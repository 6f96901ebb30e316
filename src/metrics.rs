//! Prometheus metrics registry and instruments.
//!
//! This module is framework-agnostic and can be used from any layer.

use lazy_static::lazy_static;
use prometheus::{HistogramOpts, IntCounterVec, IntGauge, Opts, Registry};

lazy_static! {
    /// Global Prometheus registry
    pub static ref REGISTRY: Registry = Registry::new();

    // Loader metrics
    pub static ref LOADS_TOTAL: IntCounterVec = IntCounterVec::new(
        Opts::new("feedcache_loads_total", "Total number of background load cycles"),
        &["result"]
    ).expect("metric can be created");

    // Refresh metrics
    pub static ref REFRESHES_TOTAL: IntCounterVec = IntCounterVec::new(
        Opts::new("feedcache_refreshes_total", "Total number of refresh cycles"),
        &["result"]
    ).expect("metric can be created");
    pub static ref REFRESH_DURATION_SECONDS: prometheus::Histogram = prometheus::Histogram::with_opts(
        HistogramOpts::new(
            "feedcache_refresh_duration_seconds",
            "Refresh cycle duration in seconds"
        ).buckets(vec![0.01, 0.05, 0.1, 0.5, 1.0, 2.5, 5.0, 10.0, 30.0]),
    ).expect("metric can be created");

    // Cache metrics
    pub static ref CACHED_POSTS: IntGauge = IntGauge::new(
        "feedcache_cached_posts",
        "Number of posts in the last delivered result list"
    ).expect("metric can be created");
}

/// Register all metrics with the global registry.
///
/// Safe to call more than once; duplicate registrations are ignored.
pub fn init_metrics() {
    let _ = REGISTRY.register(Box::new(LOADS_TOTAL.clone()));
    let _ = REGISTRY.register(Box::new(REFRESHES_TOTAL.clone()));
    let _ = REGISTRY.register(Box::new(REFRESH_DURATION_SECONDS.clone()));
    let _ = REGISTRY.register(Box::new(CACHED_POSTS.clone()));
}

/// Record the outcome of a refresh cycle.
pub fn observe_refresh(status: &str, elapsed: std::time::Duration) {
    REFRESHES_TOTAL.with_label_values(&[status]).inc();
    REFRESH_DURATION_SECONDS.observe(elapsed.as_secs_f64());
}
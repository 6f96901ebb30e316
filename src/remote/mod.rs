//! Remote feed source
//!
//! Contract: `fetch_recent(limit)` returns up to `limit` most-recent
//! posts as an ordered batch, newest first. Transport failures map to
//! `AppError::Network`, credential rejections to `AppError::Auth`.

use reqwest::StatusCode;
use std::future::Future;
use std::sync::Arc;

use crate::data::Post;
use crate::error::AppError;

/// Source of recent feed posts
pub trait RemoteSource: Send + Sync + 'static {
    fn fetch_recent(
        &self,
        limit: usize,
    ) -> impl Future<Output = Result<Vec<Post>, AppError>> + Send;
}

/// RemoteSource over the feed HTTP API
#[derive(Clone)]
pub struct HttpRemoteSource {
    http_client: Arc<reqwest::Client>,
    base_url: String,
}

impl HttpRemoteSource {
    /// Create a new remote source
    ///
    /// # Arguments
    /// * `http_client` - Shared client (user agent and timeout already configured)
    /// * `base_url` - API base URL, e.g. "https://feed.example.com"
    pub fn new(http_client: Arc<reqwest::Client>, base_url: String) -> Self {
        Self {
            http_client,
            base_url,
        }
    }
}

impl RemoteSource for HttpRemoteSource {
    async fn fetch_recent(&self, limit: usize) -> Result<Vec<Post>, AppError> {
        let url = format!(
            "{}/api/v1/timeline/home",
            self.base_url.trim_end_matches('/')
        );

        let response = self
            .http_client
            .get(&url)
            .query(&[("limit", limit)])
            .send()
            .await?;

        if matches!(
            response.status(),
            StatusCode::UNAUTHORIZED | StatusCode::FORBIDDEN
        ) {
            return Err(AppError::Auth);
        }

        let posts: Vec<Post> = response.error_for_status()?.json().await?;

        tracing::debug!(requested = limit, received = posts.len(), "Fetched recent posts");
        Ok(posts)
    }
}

• WHAT THIS TASK INVOLVES: Line count for the word "impl": tally the lines of the records above that hold it and give only that figure.

• SOLUTION TO THIS TASK: 3